In the Game of Species, You Win or You Go Extinct

The world’s endangered species are stuck in a cycle of woe and misery that even "Game of Thrones" author George R. R. Martin would find macabre.

A mother saiga and calf.

Credit: Photo: Igor Shpilenok viai USFWS/Flickr

Is it me, or is the endangered species beat starting to look like something out of Game of Thrones? Just one heartbreaking chapter or episode after another.

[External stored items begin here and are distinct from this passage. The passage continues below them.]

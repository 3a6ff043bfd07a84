//! # Snapstore
//!
//! Snapshot storage layer for etcd backup/restore, with dual-endpoint
//! redundancy so a snapshot write or read survives the loss of one
//! storage endpoint.
//!
//! ## Architecture
//!
//! ```text
//! ┌─────────────────────────────────────────────────────────────┐
//! │                      StoreResolver                          │
//! │  • Reads StoreConfig, fills env/default fallbacks           │
//! │  • Decides single / dual / degraded shape at startup        │
//! └─────────────────────────────────────────────────────────────┘
//!                              │
//!                              ▼
//! ┌─────────────────────────────────────────────────────────────┐
//! │                      DualSnapStore                          │
//! │  • Save/Fetch: primary first, secondary on failure          │
//! │  • List/Delete: both endpoints concurrently, merged         │
//! │  • Primary circuit: skip primary after repeated             │
//! │    transient failures                                       │
//! └─────────────────────────────────────────────────────────────┘
//!                 │                              │
//!                 ▼                              ▼
//! ┌───────────────────────────┐  ┌───────────────────────────┐
//! │ ResilientSnapStore (S3)   │  │ ResilientSnapStore (S3)   │
//! │ transient List → empty    │  │ transient List → empty    │
//! └───────────────────────────┘  └───────────────────────────┘
//!                 │                              │
//!                 ▼                              ▼
//! ┌─────────────────────────────────────────────────────────────┐
//! │        ObjectSnapStore (opendal) / MemorySnapStore          │
//! │  • Segmented uploads through the chunk pipeline             │
//! └─────────────────────────────────────────────────────────────┘
//! ```
//!
//! ## Quick Start
//!
//! ```rust,no_run
//! use snapstore::{resolve_resilient_store, Provider, SecondaryConfig, Snapshot, SnapshotKind, StoreConfig};
//!
//! #[tokio::main]
//! async fn main() -> Result<(), snapstore::StorageError> {
//!     let config = StoreConfig {
//!         provider: Provider::S3,
//!         container: "etcd-backups".into(),
//!         secondary: Some(SecondaryConfig {
//!             provider: Provider::Gcs,
//!             container: "etcd-backups-dr".into(),
//!             ..Default::default()
//!         }),
//!         ..Default::default()
//!     };
//!
//!     let resolved = resolve_resilient_store(&config).await?;
//!     println!("snapstore started ({})", resolved.shape);
//!
//!     let snap = Snapshot::new(SnapshotKind::Full, 0, 1000);
//!     let data: &[u8] = b"etcd snapshot bytes";
//!     resolved.store.save(&snap, Box::new(data)).await?;
//!
//!     for snap in &resolved.store.list(false).await? {
//!         println!("{snap}");
//!     }
//!     Ok(())
//! }
//! ```
//!
//! ## Modules
//!
//! - [`snapshot`]: Snapshot names, parsing and ordered lists
//! - [`storage`]: The [`SnapStore`] contract, backends, dual store and resolver
//! - [`resilience`]: Error classification, primary circuit, retry policies
//! - [`upload`]: Chunked upload worker pool
//! - [`config`]: Store configuration

pub mod config;
pub mod snapshot;
pub mod storage;
pub mod resilience;
pub mod upload;
pub mod metrics;

pub use config::{Credentials, Provider, SecondaryConfig, StoreConfig};
pub use snapshot::{SnapList, Snapshot, SnapshotKind, SnapshotParseError};
pub use storage::traits::{Endpoint, OperationResult, SnapStore, SnapshotReader, StorageError};
pub use storage::dual::DualSnapStore;
pub use storage::resilient::ResilientSnapStore;
pub use storage::memory::MemorySnapStore;
pub use storage::failed::FailedSnapStore;
pub use storage::object::ObjectSnapStore;
pub use storage::factory::{
    resolve_resilient_store, resolve_store, BackendFactory, ProviderFactory, ResolvedStore,
    StoreResolver, StoreShape,
};
pub use resilience::classify::{classify, ErrorClass};
pub use resilience::circuit_breaker::{CircuitConfig, CircuitState, PrimaryCircuit};
pub use resilience::retry::RetryConfig;
pub use upload::{Chunk, ChunkUploadConfig, ChunkUploader};
pub use metrics::LatencyTimer;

The Arctic wolf. The Asian lion. The Komodo dragon. The Key deer. For each of the house sigils found in Martin’s fantasy world, you can find a real-life animal that is just one plot-twist away from utter annihilation. Spoiler alert: Winter is coming for biodiversty, and it’s coming because humans are writing other species out of the story. By pushing animal and plant populations to the extreme limits of survival, we are responsible for a hundred- to thousandfold increase in extinction rates—whether we pull the final trigger (pun intended) or not

Take the story of the saiga. For 10 years, Kazakhstan, with a lot of help from the international community, has been working hard to curb poaching and allow the critically endangered saiga antelope population to rebound from a century of slaughter. In 2014, aerial surveys counted 260,000 of the animals remaining—not a lot, but definitely progress for a species on the brink.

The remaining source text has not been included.